**ABOUT THIS EXERCISE**
Write out each line below exactly as it appears.

**DATA FOR THIS EXERCISE**

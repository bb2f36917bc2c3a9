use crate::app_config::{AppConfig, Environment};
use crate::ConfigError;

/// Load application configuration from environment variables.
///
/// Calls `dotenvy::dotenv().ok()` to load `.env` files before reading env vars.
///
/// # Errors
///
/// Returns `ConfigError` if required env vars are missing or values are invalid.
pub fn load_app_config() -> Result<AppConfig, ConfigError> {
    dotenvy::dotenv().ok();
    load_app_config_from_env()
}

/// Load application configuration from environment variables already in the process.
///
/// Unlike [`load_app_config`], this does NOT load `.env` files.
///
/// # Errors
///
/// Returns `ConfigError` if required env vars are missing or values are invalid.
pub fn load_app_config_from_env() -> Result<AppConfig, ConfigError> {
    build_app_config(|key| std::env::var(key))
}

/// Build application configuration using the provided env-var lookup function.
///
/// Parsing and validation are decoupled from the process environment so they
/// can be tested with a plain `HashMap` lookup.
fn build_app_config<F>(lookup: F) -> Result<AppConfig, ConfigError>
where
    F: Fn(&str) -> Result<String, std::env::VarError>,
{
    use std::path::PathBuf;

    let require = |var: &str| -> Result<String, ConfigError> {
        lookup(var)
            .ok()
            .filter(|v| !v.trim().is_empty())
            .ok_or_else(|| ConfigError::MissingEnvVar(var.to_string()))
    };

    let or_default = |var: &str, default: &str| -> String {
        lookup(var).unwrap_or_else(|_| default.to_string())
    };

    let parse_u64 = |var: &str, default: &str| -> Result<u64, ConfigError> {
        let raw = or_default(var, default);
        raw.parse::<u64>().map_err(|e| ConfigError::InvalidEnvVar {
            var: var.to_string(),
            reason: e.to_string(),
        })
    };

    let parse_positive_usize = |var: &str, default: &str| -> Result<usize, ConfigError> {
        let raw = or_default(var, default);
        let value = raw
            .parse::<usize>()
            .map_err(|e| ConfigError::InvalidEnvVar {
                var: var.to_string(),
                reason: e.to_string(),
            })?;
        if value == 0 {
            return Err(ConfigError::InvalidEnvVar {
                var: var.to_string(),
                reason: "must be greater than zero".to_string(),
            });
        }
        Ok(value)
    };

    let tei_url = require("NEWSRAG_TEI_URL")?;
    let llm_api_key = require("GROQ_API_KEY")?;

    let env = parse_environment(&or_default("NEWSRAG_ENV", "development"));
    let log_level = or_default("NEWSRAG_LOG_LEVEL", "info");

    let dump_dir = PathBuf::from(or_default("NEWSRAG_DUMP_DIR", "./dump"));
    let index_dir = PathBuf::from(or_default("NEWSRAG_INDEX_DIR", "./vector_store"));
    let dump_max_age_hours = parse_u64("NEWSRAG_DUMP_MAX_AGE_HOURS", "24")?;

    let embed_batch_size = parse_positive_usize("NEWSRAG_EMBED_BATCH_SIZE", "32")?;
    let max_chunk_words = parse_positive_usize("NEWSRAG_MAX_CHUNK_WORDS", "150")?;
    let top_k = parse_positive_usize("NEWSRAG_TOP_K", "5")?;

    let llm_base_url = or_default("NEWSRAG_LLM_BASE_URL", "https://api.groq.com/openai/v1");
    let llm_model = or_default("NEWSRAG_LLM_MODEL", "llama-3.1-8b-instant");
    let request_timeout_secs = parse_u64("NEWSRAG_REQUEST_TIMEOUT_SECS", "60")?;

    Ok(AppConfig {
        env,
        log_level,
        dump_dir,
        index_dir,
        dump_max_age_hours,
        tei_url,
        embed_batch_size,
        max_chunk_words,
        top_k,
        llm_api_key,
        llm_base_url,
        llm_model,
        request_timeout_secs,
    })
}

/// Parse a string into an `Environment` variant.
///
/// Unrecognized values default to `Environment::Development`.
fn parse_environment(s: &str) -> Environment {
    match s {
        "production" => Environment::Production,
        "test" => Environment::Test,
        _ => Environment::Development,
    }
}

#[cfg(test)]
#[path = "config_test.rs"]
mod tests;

**RESPONSE TO THIS EXERCISE**
repository bb2f36917bc2c3a9
use crate::app_config::{AppConfig, Environment};
use crate::ConfigError;

/// Load application configuration from environment variables.
///
/// Calls `dotenvy::dotenv().ok()` to load `.env` files before reading env vars.
///
/// # Errors
///
/// Returns `ConfigError` if required env vars are missing or values are invalid.
pub fn load_app_config() -> Result<AppConfig, ConfigError> {
    dotenvy::dotenv().ok();
    load_app_config_from_env()
}

/// Load application configuration from environment variables already in the process.
///
/// Unlike [`load_app_config`], this does NOT load `.env` files.
///
/// # Errors
///
/// Returns `ConfigError` if required env vars are missing or values are invalid.
pub fn load_app_config_from_env() -> Result<AppConfig, ConfigError> {
    build_app_config(|key| std::env::var(key))
}

/// Build application configuration using the provided env-var lookup function.
///
/// Parsing and validation are decoupled from the process environment so they
/// can be tested with a plain `HashMap` lookup.
fn build_app_config<F>(lookup: F) -> Result<AppConfig, ConfigError>
where
    F: Fn(&str) -> Result<String, std::env::VarError>,
{
    use std::path::PathBuf;

    let require = |var: &str| -> Result<String, ConfigError> {
        lookup(var)
            .ok()
            .filter(|v| !v.trim().is_empty())
            .ok_or_else(|| ConfigError::MissingEnvVar(var.to_string()))
    };

    let or_default = |var: &str, default: &str| -> String {
        lookup(var).unwrap_or_else(|_| default.to_string())
    };

    let parse_u64 = |var: &str, default: &str| -> Result<u64, ConfigError> {
        let raw = or_default(var, default);
        raw.parse::<u64>().map_err(|e| ConfigError::InvalidEnvVar {
            var: var.to_string(),
            reason: e.to_string(),
        })
    };

    let parse_positive_usize = |var: &str, default: &str| -> Result<usize, ConfigError> {
        let raw = or_default(var, default);
        let value = raw
            .parse::<usize>()
            .map_err(|e| ConfigError::InvalidEnvVar {
                var: var.to_string(),
                reason: e.to_string(),
            })?;
        if value == 0 {
            return Err(ConfigError::InvalidEnvVar {
                var: var.to_string(),
                reason: "must be greater than zero".to_string(),
            });
        }
        Ok(value)
    };

    let tei_url = require("NEWSRAG_TEI_URL")?;
    let llm_api_key = require("GROQ_API_KEY")?;

    let env = parse_environment(&or_default("NEWSRAG_ENV", "development"));
    let log_level = or_default("NEWSRAG_LOG_LEVEL", "info");

    let dump_dir = PathBuf::from(or_default("NEWSRAG_DUMP_DIR", "./dump"));
    let index_dir = PathBuf::from(or_default("NEWSRAG_INDEX_DIR", "./vector_store"));
    let dump_max_age_hours = parse_u64("NEWSRAG_DUMP_MAX_AGE_HOURS", "24")?;

    let embed_batch_size = parse_positive_usize("NEWSRAG_EMBED_BATCH_SIZE", "32")?;
    let max_chunk_words = parse_positive_usize("NEWSRAG_MAX_CHUNK_WORDS", "150")?;
    let top_k = parse_positive_usize("NEWSRAG_TOP_K", "5")?;

    let llm_base_url = or_default("NEWSRAG_LLM_BASE_URL", "https://api.groq.com/openai/v1");
    let llm_model = or_default("NEWSRAG_LLM_MODEL", "llama-3.1-8b-instant");
    let request_timeout_secs = parse_u64("NEWSRAG_REQUEST_TIMEOUT_SECS", "60")?;

    Ok(AppConfig {
        env,
        log_level,
        dump_dir,
        index_dir,
        dump_max_age_hours,
        tei_url,
        embed_batch_size,
        max_chunk_words,
        top_k,
        llm_api_key,
        llm_base_url,
        llm_model,
        request_timeout_secs,
    })
}

/// Parse a string into an `Environment` variant.
///
/// Unrecognized values default to `Environment::Development`.
fn parse_environment(s: &str) -> Environment {
    match s {
        "production" => Environment::Production,
        "test" => Environment::Test,
        _ => Environment::Development,
    }
}

#[cfg(test)]
#[path = "config_test.rs"]
mod tests;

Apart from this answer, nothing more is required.